▶ _MATERIAL PROVIDED_

§ §

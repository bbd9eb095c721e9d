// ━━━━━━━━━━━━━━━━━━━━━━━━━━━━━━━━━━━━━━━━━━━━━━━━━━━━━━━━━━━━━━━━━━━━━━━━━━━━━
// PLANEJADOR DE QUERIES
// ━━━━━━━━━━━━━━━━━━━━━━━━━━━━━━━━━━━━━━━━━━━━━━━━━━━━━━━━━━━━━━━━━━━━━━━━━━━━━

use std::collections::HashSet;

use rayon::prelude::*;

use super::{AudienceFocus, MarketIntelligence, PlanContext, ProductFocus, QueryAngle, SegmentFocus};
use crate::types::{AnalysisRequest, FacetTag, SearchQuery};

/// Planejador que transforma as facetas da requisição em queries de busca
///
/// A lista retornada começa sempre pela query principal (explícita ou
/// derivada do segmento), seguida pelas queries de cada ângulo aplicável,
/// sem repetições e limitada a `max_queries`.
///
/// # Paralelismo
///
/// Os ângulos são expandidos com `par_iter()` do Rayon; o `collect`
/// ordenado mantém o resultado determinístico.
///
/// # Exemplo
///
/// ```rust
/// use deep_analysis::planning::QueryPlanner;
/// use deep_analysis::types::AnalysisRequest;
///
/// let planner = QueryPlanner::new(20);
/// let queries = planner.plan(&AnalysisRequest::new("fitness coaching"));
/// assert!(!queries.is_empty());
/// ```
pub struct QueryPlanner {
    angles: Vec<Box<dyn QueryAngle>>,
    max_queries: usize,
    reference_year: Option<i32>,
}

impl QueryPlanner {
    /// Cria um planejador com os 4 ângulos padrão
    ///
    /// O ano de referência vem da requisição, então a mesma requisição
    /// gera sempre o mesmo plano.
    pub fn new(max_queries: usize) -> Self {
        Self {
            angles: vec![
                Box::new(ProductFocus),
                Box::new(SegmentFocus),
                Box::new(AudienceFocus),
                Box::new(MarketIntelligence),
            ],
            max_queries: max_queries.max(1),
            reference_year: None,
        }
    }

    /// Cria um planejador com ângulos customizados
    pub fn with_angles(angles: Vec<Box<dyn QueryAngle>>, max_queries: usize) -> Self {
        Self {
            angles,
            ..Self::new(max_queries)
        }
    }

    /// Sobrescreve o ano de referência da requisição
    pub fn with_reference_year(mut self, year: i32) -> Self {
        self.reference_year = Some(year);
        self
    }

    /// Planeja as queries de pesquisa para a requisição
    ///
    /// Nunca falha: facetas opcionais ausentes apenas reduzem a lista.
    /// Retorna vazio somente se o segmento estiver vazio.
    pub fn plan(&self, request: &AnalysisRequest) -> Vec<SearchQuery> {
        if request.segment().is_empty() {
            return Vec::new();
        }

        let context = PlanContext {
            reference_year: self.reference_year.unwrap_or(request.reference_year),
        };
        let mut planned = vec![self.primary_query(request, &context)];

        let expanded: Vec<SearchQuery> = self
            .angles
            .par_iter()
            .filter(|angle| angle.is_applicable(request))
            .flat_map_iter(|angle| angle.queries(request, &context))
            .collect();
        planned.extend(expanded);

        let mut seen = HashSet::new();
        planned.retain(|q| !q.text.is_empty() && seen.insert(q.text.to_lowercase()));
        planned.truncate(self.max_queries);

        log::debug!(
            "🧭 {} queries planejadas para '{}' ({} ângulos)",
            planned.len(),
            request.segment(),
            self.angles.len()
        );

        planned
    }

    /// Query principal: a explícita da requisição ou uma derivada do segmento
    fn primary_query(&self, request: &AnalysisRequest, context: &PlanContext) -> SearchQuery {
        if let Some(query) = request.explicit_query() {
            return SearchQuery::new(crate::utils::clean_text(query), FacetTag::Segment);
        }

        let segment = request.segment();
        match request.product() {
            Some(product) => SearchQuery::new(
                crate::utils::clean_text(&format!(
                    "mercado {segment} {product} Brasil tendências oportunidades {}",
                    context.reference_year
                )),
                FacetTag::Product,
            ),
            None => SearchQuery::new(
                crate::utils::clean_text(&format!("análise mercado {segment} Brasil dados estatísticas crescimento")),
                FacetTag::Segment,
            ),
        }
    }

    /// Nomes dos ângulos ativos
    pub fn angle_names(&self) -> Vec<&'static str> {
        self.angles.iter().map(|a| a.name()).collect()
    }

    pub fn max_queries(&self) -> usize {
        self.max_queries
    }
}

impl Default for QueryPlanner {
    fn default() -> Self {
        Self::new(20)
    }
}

§ §

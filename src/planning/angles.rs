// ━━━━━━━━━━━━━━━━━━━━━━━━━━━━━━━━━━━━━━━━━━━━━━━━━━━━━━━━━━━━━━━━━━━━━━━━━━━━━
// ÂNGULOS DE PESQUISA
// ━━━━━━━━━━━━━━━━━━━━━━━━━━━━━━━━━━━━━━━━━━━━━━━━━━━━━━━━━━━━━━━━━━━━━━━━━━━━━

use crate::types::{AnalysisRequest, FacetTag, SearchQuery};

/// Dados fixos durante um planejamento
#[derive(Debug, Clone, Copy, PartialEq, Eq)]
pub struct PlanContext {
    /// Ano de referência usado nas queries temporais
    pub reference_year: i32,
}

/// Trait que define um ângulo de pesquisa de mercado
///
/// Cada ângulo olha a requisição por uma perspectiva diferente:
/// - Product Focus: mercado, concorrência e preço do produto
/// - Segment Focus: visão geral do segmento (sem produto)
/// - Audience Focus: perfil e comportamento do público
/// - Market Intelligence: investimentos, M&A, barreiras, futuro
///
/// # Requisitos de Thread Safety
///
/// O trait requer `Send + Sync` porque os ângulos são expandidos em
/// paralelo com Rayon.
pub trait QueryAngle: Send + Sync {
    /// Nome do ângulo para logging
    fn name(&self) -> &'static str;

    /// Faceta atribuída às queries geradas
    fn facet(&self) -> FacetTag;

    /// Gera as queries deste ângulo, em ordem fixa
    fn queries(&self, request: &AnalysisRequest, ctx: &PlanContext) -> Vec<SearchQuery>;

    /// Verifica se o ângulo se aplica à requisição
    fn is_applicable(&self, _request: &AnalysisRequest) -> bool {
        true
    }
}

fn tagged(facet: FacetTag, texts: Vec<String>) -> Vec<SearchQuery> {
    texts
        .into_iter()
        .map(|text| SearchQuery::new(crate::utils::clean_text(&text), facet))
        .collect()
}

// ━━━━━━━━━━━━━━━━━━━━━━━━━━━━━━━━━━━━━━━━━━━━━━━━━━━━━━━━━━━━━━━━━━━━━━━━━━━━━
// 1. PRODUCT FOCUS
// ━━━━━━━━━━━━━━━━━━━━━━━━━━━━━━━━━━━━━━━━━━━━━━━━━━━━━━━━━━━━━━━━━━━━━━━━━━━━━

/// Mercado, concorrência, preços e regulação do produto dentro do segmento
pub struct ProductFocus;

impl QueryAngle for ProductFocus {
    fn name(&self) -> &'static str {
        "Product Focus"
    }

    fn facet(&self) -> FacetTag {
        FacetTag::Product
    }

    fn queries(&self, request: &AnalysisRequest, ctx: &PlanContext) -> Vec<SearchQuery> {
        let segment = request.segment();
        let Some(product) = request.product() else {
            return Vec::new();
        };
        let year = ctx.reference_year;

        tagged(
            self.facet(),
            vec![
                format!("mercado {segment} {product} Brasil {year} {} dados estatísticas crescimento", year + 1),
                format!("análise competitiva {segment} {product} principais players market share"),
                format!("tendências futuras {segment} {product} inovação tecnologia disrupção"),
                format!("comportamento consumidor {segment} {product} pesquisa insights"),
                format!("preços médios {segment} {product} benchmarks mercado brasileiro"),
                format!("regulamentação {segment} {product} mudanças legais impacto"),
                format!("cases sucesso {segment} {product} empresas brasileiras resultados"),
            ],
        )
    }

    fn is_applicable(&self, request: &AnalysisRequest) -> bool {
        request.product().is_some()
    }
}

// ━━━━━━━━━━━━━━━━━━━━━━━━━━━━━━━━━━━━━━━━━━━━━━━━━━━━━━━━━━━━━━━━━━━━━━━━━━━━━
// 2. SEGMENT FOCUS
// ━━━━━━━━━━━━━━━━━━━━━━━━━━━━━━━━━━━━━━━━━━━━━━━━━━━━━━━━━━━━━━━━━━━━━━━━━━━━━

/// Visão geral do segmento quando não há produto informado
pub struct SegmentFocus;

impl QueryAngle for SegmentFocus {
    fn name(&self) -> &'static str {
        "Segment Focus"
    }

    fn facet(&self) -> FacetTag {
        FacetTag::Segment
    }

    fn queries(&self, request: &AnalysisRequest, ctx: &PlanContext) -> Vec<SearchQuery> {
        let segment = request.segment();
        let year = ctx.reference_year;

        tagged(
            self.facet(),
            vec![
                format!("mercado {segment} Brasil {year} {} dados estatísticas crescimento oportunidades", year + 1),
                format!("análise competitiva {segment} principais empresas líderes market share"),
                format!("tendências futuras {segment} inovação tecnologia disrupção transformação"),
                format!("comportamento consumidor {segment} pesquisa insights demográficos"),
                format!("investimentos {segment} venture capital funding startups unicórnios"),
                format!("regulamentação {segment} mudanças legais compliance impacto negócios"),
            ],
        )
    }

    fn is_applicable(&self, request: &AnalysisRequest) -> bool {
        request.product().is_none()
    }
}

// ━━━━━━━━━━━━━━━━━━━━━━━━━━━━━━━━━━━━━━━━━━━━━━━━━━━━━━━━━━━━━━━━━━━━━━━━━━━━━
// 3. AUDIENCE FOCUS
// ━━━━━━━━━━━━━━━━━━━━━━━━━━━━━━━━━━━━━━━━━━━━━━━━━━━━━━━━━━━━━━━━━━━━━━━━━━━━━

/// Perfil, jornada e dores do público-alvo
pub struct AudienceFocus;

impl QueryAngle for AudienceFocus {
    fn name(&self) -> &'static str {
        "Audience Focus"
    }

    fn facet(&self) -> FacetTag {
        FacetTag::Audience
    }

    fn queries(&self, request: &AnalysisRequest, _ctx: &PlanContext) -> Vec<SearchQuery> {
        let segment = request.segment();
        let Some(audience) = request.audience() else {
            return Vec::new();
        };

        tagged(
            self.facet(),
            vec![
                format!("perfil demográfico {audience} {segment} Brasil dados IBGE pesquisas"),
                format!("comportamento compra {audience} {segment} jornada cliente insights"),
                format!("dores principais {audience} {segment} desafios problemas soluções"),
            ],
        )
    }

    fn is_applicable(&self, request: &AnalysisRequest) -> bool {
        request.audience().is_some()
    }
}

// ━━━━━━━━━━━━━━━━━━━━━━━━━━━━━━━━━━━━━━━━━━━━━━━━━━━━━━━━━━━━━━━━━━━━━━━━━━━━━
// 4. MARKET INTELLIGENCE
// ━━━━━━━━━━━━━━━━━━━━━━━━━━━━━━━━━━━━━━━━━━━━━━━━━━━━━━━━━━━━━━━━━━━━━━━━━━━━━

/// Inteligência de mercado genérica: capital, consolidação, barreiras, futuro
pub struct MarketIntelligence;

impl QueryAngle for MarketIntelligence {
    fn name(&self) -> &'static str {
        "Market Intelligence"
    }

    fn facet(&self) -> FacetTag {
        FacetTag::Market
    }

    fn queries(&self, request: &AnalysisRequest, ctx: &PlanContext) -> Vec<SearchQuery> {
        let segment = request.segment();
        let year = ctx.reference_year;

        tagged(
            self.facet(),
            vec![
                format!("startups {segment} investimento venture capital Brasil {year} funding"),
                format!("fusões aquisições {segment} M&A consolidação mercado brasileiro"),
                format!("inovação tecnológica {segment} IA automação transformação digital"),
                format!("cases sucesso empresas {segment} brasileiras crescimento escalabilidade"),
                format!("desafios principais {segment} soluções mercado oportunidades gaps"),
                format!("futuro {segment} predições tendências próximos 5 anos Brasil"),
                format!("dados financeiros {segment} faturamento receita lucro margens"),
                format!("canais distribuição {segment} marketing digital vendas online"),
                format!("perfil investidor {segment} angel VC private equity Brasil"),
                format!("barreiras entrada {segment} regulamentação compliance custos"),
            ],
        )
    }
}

§ §

▶ _TASK GOAL_
Taking the records above as input, show every line in which the word "explícita" is present.

▶ _THE ANSWER_
/// A lista retornada começa sempre pela query principal (explícita ou
    /// Query principal: a explícita da requisição ou uma derivada do segmento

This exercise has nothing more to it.